Figure 1 . Lustre file system architecture
Lustre runs on a variety of Linux kernels from Linux distributions, including Red Hat Enterprise Linux (RHEL) and CentOS. For our performance evaluation, we installed Lustre 2.9.0 on an OpenLogic CentOS 7.3 image from the Azure Marketplace and configured the nodes as follows:
To scale the cluster, we added more OSSs with 10 additional disks of 1 TB each. We ran performance tests for varieties of OSS nodes—that is, 1, 2, 4, 8, 12…20. The test environment also used openMPI (included in CentOS 7.2) as the Message Passing Interface (MPI).

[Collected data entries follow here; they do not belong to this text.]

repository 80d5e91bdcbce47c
//! Config command handlers.

use anyhow::{Context, Result};
use prefshare_core::config::{self, UrlKey};

pub fn path() {
    println!("{}", config::paths::config_path().display());
}

pub fn init() -> Result<()> {
    let config_path = config::paths::config_path();
    config::Config::init(&config_path)
        .with_context(|| format!("init config at {}", config_path.display()))?;
    println!("Created config at {}", config_path.display());
    Ok(())
}

pub fn set_url(key: UrlKey, url: &str) -> Result<()> {
    let config_path = config::paths::config_path();
    config::Config::save_url_to(&config_path, key, url)
        .with_context(|| format!("update config at {}", config_path.display()))?;
    println!("Set {} URL to {} in {}", key.label(), url.trim(), config_path.display());
    Ok(())
}
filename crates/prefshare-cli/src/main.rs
mod cli;

fn main() {
    if let Err(e) = cli::run() {
        eprintln!("{e:#}"); // pretty anyhow chain
        std::process::exit(1);
    }
}
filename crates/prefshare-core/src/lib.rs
//! Core prefshare library (config, credentials, API client, flows).

pub mod account;
pub mod admin;
pub mod api;
pub mod config;
pub mod credentials;
pub mod error;
pub mod geo;
pub mod logging;
pub mod overview;
pub mod preferences;
pub mod session;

TIP: This document walks you through a manual Lustre installation, so you can see how to scale specific components later if desired. However, you can also install and configure Lustre 2.9.0 using an Azure Resource Manager template available on GitHub. To test your setup, install the testing tools described later in this document. Azure Marketplace also includes Intel Cloud Edition for Lustre software.
sudo yum update
sudo reboot
sudo yum install microsoft-hyper-v
NOTE : LIS packages are intended to improve network performance, but we performed our benchmark tests without them. We didn’t see any performance improvements when LIS packages were installed and sometimes even saw lower performance. When we tested, the NDIS single root I/O virtualization (SR-IOV) interface was not available, but it will help .
[lustreserver]
name=lustreserver
baseurl=https://downloads.hpdd.intel.com/public/lustre/latest-feature-release/el7/server/
enabled=1
gpgcheck=0
[e2fs]
name=e2fs
baseurl=https://downloads.hpdd.intel.com/public/e2fsprogs/latest/el7/
enabled=1
gpgcheck=0
[lustreclient]
name=lustreclient
baseurl=https://downloads.hpdd.intel.com/public/lustre/latest-feature-release/el7/client/
enabled=1
gpgcheck=0
yum repolist
yum install lustre-2.9.0-1.el7.x86_64
yum install e2fsprogs
#Configure LNET
echo "options lnet networks=tcp"> /etc/modprobe.d/lnet.conf
#Automatically start servers
chkconfig lnet --add
chkconfig lnet on
chkconfig lustre --add
chkconfig lustre on
reboot
Whether you created a single MGS/MDS node as we did or separate nodes, the next step is to configure the node in the cluster. The following parameters are used:
fsname : Names the file system, for example, LustreFS
mgs : Indicates the node is MGS
mdt : Indicates the node is MDS
backfstype : Identifies the backing file system
To configure the MGS/MDS node, execute the following:
mkfs.lustre --fsname=LustreFS --mgs --mdt --backfstype=ldiskfs --reformat /dev/sdc
mkdir /mnt/mgsmds
mount -t lustre /dev/sdc /mnt/mgsmds
Before adding the OSS node to the Lustre cluster, we implemented RAID level 0 on all the additional disks attached to the machine (10 × 1 TB). RAID 0 provides no fault tolerance, but we selected the locally redundant storage replication option for Azure Storage . Azure provides three-way mirroring on disk, and we wanted to stress-test the file system. We first installed the mdadm package, which allowed us to configure and manage RAID devices in Linux.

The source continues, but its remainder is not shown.